Once the line containing "let merged = metronome_config::load_merged(&paths)" is found in the entries below, restate it and each following line word for word, stopping after the line containing "let path = output.unwrap_or_else(||".
※ ※ ※
mod app;
mod config;
mod environment;
mod installation;
mod service;
mod signals;

use std::collections::HashMap;
use std::path::PathBuf;

use anyhow::{Context, Result};
use clap::{Parser, Subcommand};
use tracing::{error, info, warn};

use metronome_config::MetronomeConfig;
use metronome_core::MetronomeError;
use logging::LoggerOptions;
use metronome_scheduler::Scheduler;

use app::App;
use config::{to_logger_options, to_scheduler_config, ConfigArgs, RunArgs};
use environment::RuntimeEnvironment;
use service::HeartbeatService;

#[derive(Parser)]
#[command(name = "metronome")]
#[command(about = "Metronome: recurring-task scheduler and event loop")]
#[command(version)]
struct Cli {
    #[command(subcommand)]
    command: Commands,
}

#[derive(Subcommand)]
enum Commands {
    /// Run the event loop until a termination signal arrives
    Run(RunArgs),
    /// Load and validate the configuration, then print a summary
    CheckConfig(ConfigArgs),
    /// Check required directories and files and their access rights
    CheckInstallation {
        /// Configuration file to check; repeat for several
        #[arg(short, long = "config", value_name = "FILE")]
        configs: Vec<PathBuf>,
        /// Log directory to check
        #[arg(long, value_name = "DIR")]
        log_dir: Option<PathBuf>,
    },
    /// Write the effective configuration to a file
    WriteConfig {
        #[command(flatten)]
        config: ConfigArgs,
        /// Target file (defaults to the user config file)
        #[arg(long, value_name = "PATH")]
        output: Option<PathBuf>,
    },
}

#[tokio::main]
async fn main() {
    let cli = Cli::parse();

    let code = match execute(cli.command).await {
        Ok(()) => 0,
        Err(e) => {
            let code = exit_code(&e);
            // Logging may not be up yet if the config failed to load.
            eprintln!("metronome: {e:#}");
            error!(error = %format!("{e:#}"), code, "Fatal error");
            code
        }
    };

    info!("Terminated with exit code {code}");
    std::process::exit(code);
}

async fn execute(command: Commands) -> Result<()> {
    match command {
        Commands::Run(args) => run(args).await,
        Commands::CheckConfig(args) => {
            let paths = config_paths(&args);
            let merged = metronome_config::load_merged(&paths)
                .await
                .context("Cannot load configuration")?;
            let referenced = metronome_config::collect_referenced_vars(&merged);
            let env: HashMap<String, String> = std::env::vars().collect();
            let config = metronome_config::prepare(merged, &args.options, &env)
                .context("Cannot load configuration")?;
            print_summary(&config, &referenced);
            Ok(())
        }
        Commands::CheckInstallation { configs, log_dir } => {
            logging::init_logger(&LoggerOptions {
                json: false,
                ..LoggerOptions::default()
            })?;
            info!("Checking installation...");
            installation::check_installation(log_dir.as_deref(), &configs)?;
            info!("Installation OK!");
            println!("Installation OK!");
            Ok(())
        }
        Commands::WriteConfig { config: args, output } => {
            let config = load(&args, &args.options).await?;
            let path = output.unwrap_or_else(|| {
                metronome_config::user_config_path(&metronome_config::config_dir())
            });
            metronome_config::write_config(&config, &path).await?;
            println!("Configuration written to {}", path.display());
            Ok(())
        }
    }
}

async fn run(args: RunArgs) -> Result<()> {
    let config = load(&args.config, &args.options()).await?;

    logging::init_logger(&to_logger_options(&config))
        .map_err(|e| MetronomeError::ConfigError(format!("{e:#}")))?;
    for warning in metronome_config::validate(&config).warnings {
        warn!(path = %warning.path, message = %warning.message, "Config warning");
    }

    let runtime = RuntimeEnvironment::detect();
    info!(
        app = %config.app_name(),
        runtime = runtime.describe(),
        version = env!("CARGO_PKG_VERSION"),
        "Starting Metronome"
    );
    if let Some(snap) = &runtime.snap {
        info!(snap = %snap, "Running inside a snap");
    }

    let scheduler = Scheduler::new(to_scheduler_config(&config));
    App::new(config.app_name(), scheduler)
        .with_service(HeartbeatService::new(config.enabled_tasks()))
        .run()
        .await
        .map(|_| ())
}

async fn load(args: &ConfigArgs, options: &[String]) -> Result<MetronomeConfig> {
    metronome_config::load_and_prepare(&config_paths(args), options)
        .await
        .context("Cannot load configuration")
}

fn config_paths(args: &ConfigArgs) -> Vec<PathBuf> {
    let user_config = metronome_config::user_config_path(&metronome_config::config_dir());
    args.config_paths(Some(user_config))
}

fn print_summary(config: &MetronomeConfig, referenced_vars: &[String]) {
    println!("Configuration OK: app '{}'", config.app_name());
    println!(
        "  scheduler: slack {:?}, downtime threshold {:?}, debug mode {}, single run {}",
        config.maximum_timer_slack(),
        config.minimum_downtime_duration(),
        config.debug_mode(),
        config.single_run(),
    );
    println!("  log level: {}", config.log_level());
    if !referenced_vars.is_empty() {
        println!("  environment variables used: {}", referenced_vars.join(", "));
    }
    for task in &config.tasks {
        println!(
            "  task '{}': every {}s{}{}",
            task.name,
            task.interval_secs,
            if task.fixed_schedule { ", fixed schedule" } else { "" },
            if task.enabled { "" } else { " (disabled)" },
        );
    }
}

/// Exit status for a failed run: the first [`MetronomeError`] in the chain
/// decides, anything else is 1.
fn exit_code(err: &anyhow::Error) -> i32 {
    err.chain()
        .find_map(|cause| cause.downcast_ref::<MetronomeError>())
        .map_or(1, MetronomeError::exit_code)
}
※ ※ ※
### Response to this task
            let merged = metronome_config::load_merged(&paths)
                .await
                .context("Cannot load configuration")?;
            let referenced = metronome_config::collect_referenced_vars(&merged);
            let env: HashMap<String, String> = std::env::vars().collect();
            let config = metronome_config::prepare(merged, &args.options, &env)
                .context("Cannot load configuration")?;
            print_summary(&config, &referenced);
            Ok(())
        }
        Commands::CheckInstallation { configs, log_dir } => {
            logging::init_logger(&LoggerOptions {
                json: false,
                ..LoggerOptions::default()
            })?;
            info!("Checking installation...");
            installation::check_installation(log_dir.as_deref(), &configs)?;
            info!("Installation OK!");
            println!("Installation OK!");
            Ok(())
        }
        Commands::WriteConfig { config: args, output } => {
            let config = load(&args, &args.options).await?;
            let path = output.unwrap_or_else(|| {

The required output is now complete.